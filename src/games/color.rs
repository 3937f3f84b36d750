//! Red/green colour prediction
//!
//! The house runs rounds continuously: a short idle gap, a countdown during
//! which bets are taken, the reveal, then a pause showing the result. A player
//! who bets while the table is idle starts the countdown right away.
//!
//! Outcomes are skewed: red comes up with `red_probability` (0.48 by default)
//! and green takes the rest. A correct prediction pays `payout_multiplier`
//! times the stake.

use crate::common::types::{GameType, Outcome, Settlement};
use crate::config::ColorConfig;
use crate::games::wager::Wager;
use crate::games::{Admission, GameEngine};
use rand::Rng;
use serde::{Deserialize, Serialize};
use std::collections::VecDeque;
use std::fmt;
use std::time::Duration;
use tracing::{debug, info};
use uuid::Uuid;

#[derive(Debug, Clone, Copy, Serialize, Deserialize, PartialEq, Eq, Hash)]
#[serde(rename_all = "lowercase")]
pub enum Color {
    Red,
    Green,
}

impl fmt::Display for Color {
    fn fmt(&self, f: &mut fmt::Formatter<'_>) -> fmt::Result {
        match self {
            Color::Red => write!(f, "red"),
            Color::Green => write!(f, "green"),
        }
    }
}

/// Draw one outcome: red iff a uniform draw falls below `red_probability`
pub fn draw_outcome<R: Rng + ?Sized>(rng: &mut R, red_probability: f64) -> Color {
    if rng.gen::<f64>() < red_probability {
        Color::Red
    } else {
        Color::Green
    }
}

/// Settle a prediction against the drawn colour
pub fn settle(
    prediction: Color,
    outcome: Color,
    wager: Wager,
    payout_multiplier: f64,
) -> (Outcome, f64) {
    if prediction == outcome {
        (Outcome::Win, wager.scaled(payout_multiplier))
    } else {
        (Outcome::Lose, 0.0)
    }
}

#[derive(Debug, Clone, Copy, Serialize, Deserialize, PartialEq, Eq)]
#[serde(rename_all = "lowercase")]
pub enum ColorPhase {
    Idle,
    Counting,
    Revealed,
}

/// One finished colour round
#[derive(Debug, Clone, Serialize, Deserialize, PartialEq)]
pub struct ColorRound {
    pub round_id: Uuid,
    pub prediction: Option<Color>,
    pub outcome: Color,
    /// `None` when nobody bet on the round
    pub result: Option<Outcome>,
    pub payout: f64,
}

#[derive(Debug, Clone, Copy, PartialEq)]
pub struct ColorBet {
    pub prediction: Color,
    pub wager: Wager,
}

#[derive(Debug, Clone, Serialize, Deserialize, PartialEq)]
#[serde(tag = "type", rename_all = "snake_case")]
pub enum ColorEvent {
    CountdownStarted { round_id: Uuid, seconds: u64 },
    Countdown { round_id: Uuid, seconds_left: u64 },
    BetAccepted { round_id: Uuid, prediction: Color, wager: Wager },
    Revealed(ColorRound),
    TableIdle,
}

#[derive(Debug, Clone, Copy, PartialEq)]
enum State {
    Idle { next_round_at: Option<Duration> },
    Counting { reveal_at: Duration },
    Revealed { resume_at: Duration },
}

#[derive(Debug, Clone)]
pub enum ColorCommand {
    PlaceBet { prediction: Color, wager: Wager },
}

/// Colour prediction table for one player session
pub struct ColorGame<R: Rng> {
    config: ColorConfig,
    rng: R,
    state: State,
    round_id: Uuid,
    bet: Option<ColorBet>,
    seconds_left: u64,
    recent: VecDeque<Color>,
    last_round: Option<ColorRound>,
    events: Vec<ColorEvent>,
    settlements: Vec<Settlement>,
}

impl<R: Rng> ColorGame<R> {
    /// Open the table at `now`
    pub fn new(config: ColorConfig, rng: R, now: Duration) -> Self {
        let next_round_at = config
            .auto_restart
            .then(|| now + Duration::from_millis(config.idle_delay_ms));
        Self {
            recent: VecDeque::with_capacity(config.recent_results_len),
            config,
            rng,
            state: State::Idle { next_round_at },
            round_id: Uuid::new_v4(),
            bet: None,
            seconds_left: 0,
            last_round: None,
            events: Vec::new(),
            settlements: Vec::new(),
        }
    }

    pub fn phase(&self) -> ColorPhase {
        match self.state {
            State::Idle { .. } => ColorPhase::Idle,
            State::Counting { .. } => ColorPhase::Counting,
            State::Revealed { .. } => ColorPhase::Revealed,
        }
    }

    pub fn round_id(&self) -> Uuid {
        self.round_id
    }

    pub fn current_bet(&self) -> Option<ColorBet> {
        self.bet
    }

    /// Whole seconds left on the countdown, 0 outside `Counting`
    pub fn seconds_left(&self) -> u64 {
        self.seconds_left
    }

    /// Newest first
    pub fn recent_results(&self) -> impl Iterator<Item = Color> + '_ {
        self.recent.iter().copied()
    }

    pub fn last_round(&self) -> Option<&ColorRound> {
        self.last_round.as_ref()
    }

    /// Whether a bet would be taken at `now`
    pub fn accepts_bets(&mut self, now: Duration) -> bool {
        self.advance(now);
        self.bet.is_none() && self.phase() != ColorPhase::Revealed
    }

    /// Register a prediction for the current (or next) round.
    ///
    /// Returns false when the result is already showing or the round already
    /// holds a bet.
    pub fn place_bet(&mut self, now: Duration, prediction: Color, wager: Wager) -> bool {
        if !self.accepts_bets(now) {
            debug!("Colour bet rejected in phase {:?}", self.phase());
            return false;
        }

        if let State::Idle { .. } = self.state {
            self.start_countdown(now);
        }

        self.bet = Some(ColorBet { prediction, wager });
        self.events.push(ColorEvent::BetAccepted {
            round_id: self.round_id,
            prediction,
            wager,
        });
        true
    }

    /// Advance timers up to `now`
    pub fn advance(&mut self, now: Duration) {
        loop {
            match self.state {
                State::Idle {
                    next_round_at: Some(at),
                } if now >= at => self.start_countdown(at),
                State::Counting { reveal_at } if now >= reveal_at => self.reveal(reveal_at),
                State::Counting { reveal_at } => {
                    let remaining = reveal_at - now;
                    let seconds = remaining.as_millis().div_ceil(1_000) as u64;
                    if seconds != self.seconds_left {
                        self.seconds_left = seconds;
                        self.events.push(ColorEvent::Countdown {
                            round_id: self.round_id,
                            seconds_left: seconds,
                        });
                    }
                    break;
                }
                State::Revealed { resume_at } if now >= resume_at => {
                    let next_round_at = self
                        .config
                        .auto_restart
                        .then(|| resume_at + Duration::from_millis(self.config.idle_delay_ms));
                    self.state = State::Idle { next_round_at };
                    self.round_id = Uuid::new_v4();
                    self.events.push(ColorEvent::TableIdle);
                }
                _ => break,
            }
        }
    }

    fn start_countdown(&mut self, at: Duration) {
        let seconds = self.config.countdown_secs;
        self.state = State::Counting {
            reveal_at: at + Duration::from_secs(seconds),
        };
        self.seconds_left = seconds;
        self.events.push(ColorEvent::CountdownStarted {
            round_id: self.round_id,
            seconds,
        });
    }

    fn reveal(&mut self, at: Duration) {
        let outcome = draw_outcome(&mut self.rng, self.config.red_probability);

        self.recent.push_front(outcome);
        self.recent.truncate(self.config.recent_results_len);

        let bet = self.bet.take();
        let (result, payout) = match bet {
            Some(bet) => {
                let (result, payout) =
                    settle(bet.prediction, outcome, bet.wager, self.config.payout_multiplier);
                self.settlements.push(Settlement::new(
                    self.round_id,
                    GameType::Color,
                    bet.wager,
                    payout,
                    result,
                ));
                (Some(result), payout)
            }
            None => (None, 0.0),
        };

        info!(
            "Colour round {} revealed {} (prediction {:?}, payout {:.2})",
            self.round_id,
            outcome,
            bet.map(|b| b.prediction),
            payout
        );

        let round = ColorRound {
            round_id: self.round_id,
            prediction: bet.map(|b| b.prediction),
            outcome,
            result,
            payout,
        };
        self.last_round = Some(round.clone());
        self.events.push(ColorEvent::Revealed(round));

        self.seconds_left = 0;
        self.state = State::Revealed {
            resume_at: at + Duration::from_millis(self.config.reveal_pause_ms),
        };
    }
}

impl<R: Rng + Send + 'static> GameEngine for ColorGame<R> {
    type Command = ColorCommand;
    type Event = ColorEvent;

    fn game_type(&self) -> GameType {
        GameType::Color
    }

    fn tick(&mut self, now: Duration) {
        self.advance(now);
    }

    fn admit(&mut self, now: Duration, command: &ColorCommand) -> Admission {
        match command {
            ColorCommand::PlaceBet { wager, .. } => {
                if self.accepts_bets(now) {
                    Admission::Stake(*wager)
                } else {
                    Admission::Reject("betting is closed for this round".to_string())
                }
            }
        }
    }

    fn apply(&mut self, now: Duration, command: ColorCommand) -> bool {
        match command {
            ColorCommand::PlaceBet { prediction, wager } => self.place_bet(now, prediction, wager),
        }
    }

    fn drain_events(&mut self) -> Vec<ColorEvent> {
        std::mem::take(&mut self.events)
    }

    fn drain_settlements(&mut self) -> Vec<Settlement> {
        std::mem::take(&mut self.settlements)
    }
}

#[cfg(test)]
mod tests {
    use super::*;
    use crate::games::rng::{seeded, ScriptedRng};

    const RED: f64 = 0.1;
    const GREEN: f64 = 0.9;

    fn secs(s: u64) -> Duration {
        Duration::from_secs(s)
    }

    fn table(draw: f64) -> ColorGame<ScriptedRng> {
        ColorGame::new(ColorConfig::default(), ScriptedRng::new([draw]), Duration::ZERO)
    }

    fn ten() -> Wager {
        Wager::new(10.0).unwrap()
    }

    #[test]
    fn test_settle() {
        assert_eq!(settle(Color::Red, Color::Green, ten(), 2.0), (Outcome::Lose, 0.0));
        assert_eq!(settle(Color::Green, Color::Green, ten(), 2.0), (Outcome::Win, 20.0));
    }

    #[test]
    fn test_red_frequency_converges() {
        let mut rng = seeded(2024);
        let draws = 200_000;
        let reds = (0..draws)
            .filter(|_| draw_outcome(&mut rng, 0.48) == Color::Red)
            .count();
        let freq = reds as f64 / draws as f64;
        assert!((freq - 0.48).abs() < 0.01, "red frequency {}", freq);
    }

    #[test]
    fn test_house_runs_rounds_without_players() {
        let mut game = table(RED);
        assert_eq!(game.phase(), ColorPhase::Idle);

        game.advance(secs(2));
        assert_eq!(game.phase(), ColorPhase::Counting);
        assert_eq!(game.seconds_left(), 5);

        game.advance(secs(7));
        assert_eq!(game.phase(), ColorPhase::Revealed);
        let round = game.last_round().unwrap();
        assert_eq!(round.outcome, Color::Red);
        assert_eq!(round.result, None);
        assert!(game.drain_settlements().is_empty());

        game.advance(secs(10));
        assert_eq!(game.phase(), ColorPhase::Idle);
        game.advance(secs(12));
        assert_eq!(game.phase(), ColorPhase::Counting);
        assert_eq!(game.recent_results().collect::<Vec<_>>(), vec![Color::Red]);
    }

    #[test]
    fn test_losing_bet_pays_nothing() {
        let mut game = table(GREEN);
        assert!(game.place_bet(Duration::ZERO, Color::Red, ten()));
        assert_eq!(game.phase(), ColorPhase::Counting);

        game.advance(secs(5));
        let settlements = game.drain_settlements();
        assert_eq!(settlements.len(), 1);
        assert_eq!(settlements[0].outcome, Outcome::Lose);
        assert_eq!(settlements[0].payout, 0.0);
        assert_eq!(game.last_round().unwrap().result, Some(Outcome::Lose));
    }

    #[test]
    fn test_winning_bet_pays_double() {
        let mut game = table(GREEN);
        game.advance(secs(3));
        assert!(game.place_bet(secs(3), Color::Green, ten()));

        game.advance(secs(7));
        let settlements = game.drain_settlements();
        assert_eq!(settlements[0].payout, 20.0);
        assert_eq!(settlements[0].outcome, Outcome::Win);
    }

    #[test]
    fn test_bets_locked_after_reveal() {
        let mut game = table(RED);
        game.advance(secs(7));
        assert_eq!(game.phase(), ColorPhase::Revealed);
        assert!(!game.place_bet(secs(8), Color::Red, ten()));
        assert!(game.current_bet().is_none());
    }

    #[test]
    fn test_one_bet_per_round() {
        let mut game = table(RED);
        assert!(game.place_bet(Duration::ZERO, Color::Red, ten()));
        assert!(!game.place_bet(secs(1), Color::Green, ten()));
        assert_eq!(game.current_bet().unwrap().prediction, Color::Red);
    }

    #[test]
    fn test_auto_restart_disabled_waits_for_a_bet() {
        let config = ColorConfig {
            auto_restart: false,
            ..Default::default()
        };
        let mut game = ColorGame::new(config, ScriptedRng::new([RED]), Duration::ZERO);
        game.advance(secs(60));
        assert_eq!(game.phase(), ColorPhase::Idle);

        assert!(game.place_bet(secs(60), Color::Red, ten()));
        game.advance(secs(65));
        assert_eq!(game.phase(), ColorPhase::Revealed);
        game.advance(secs(120));
        assert_eq!(game.phase(), ColorPhase::Idle);
    }

    #[test]
    fn test_countdown_events() {
        let mut game = table(RED);
        game.place_bet(Duration::ZERO, Color::Red, ten());
        for ms in (0..5_000).step_by(100) {
            game.advance(Duration::from_millis(ms));
        }
        let countdown: Vec<u64> = game
            .drain_events()
            .into_iter()
            .filter_map(|e| match e {
                ColorEvent::Countdown { seconds_left, .. } => Some(seconds_left),
                _ => None,
            })
            .collect();
        assert_eq!(countdown, vec![4, 3, 2, 1]);
    }

    #[test]
    fn test_recent_results_are_bounded() {
        let mut game = ColorGame::new(ColorConfig::default(), seeded(1), Duration::ZERO);
        // each cycle is 2s idle + 5s countdown + 3s pause
        game.advance(secs(10 * 25));
        assert_eq!(game.recent_results().count(), 10);
    }
}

• _TASK REQUIREMENTS_:
Using the records above, copy each line that contains "impl".

• _TASK RESPONSE_:
impl fmt::Display for Color {
impl<R: Rng> ColorGame<R> {
    pub fn recent_results(&self) -> impl Iterator<Item = Color> + '_ {
impl<R: Rng + Send + 'static> GameEngine for ColorGame<R> {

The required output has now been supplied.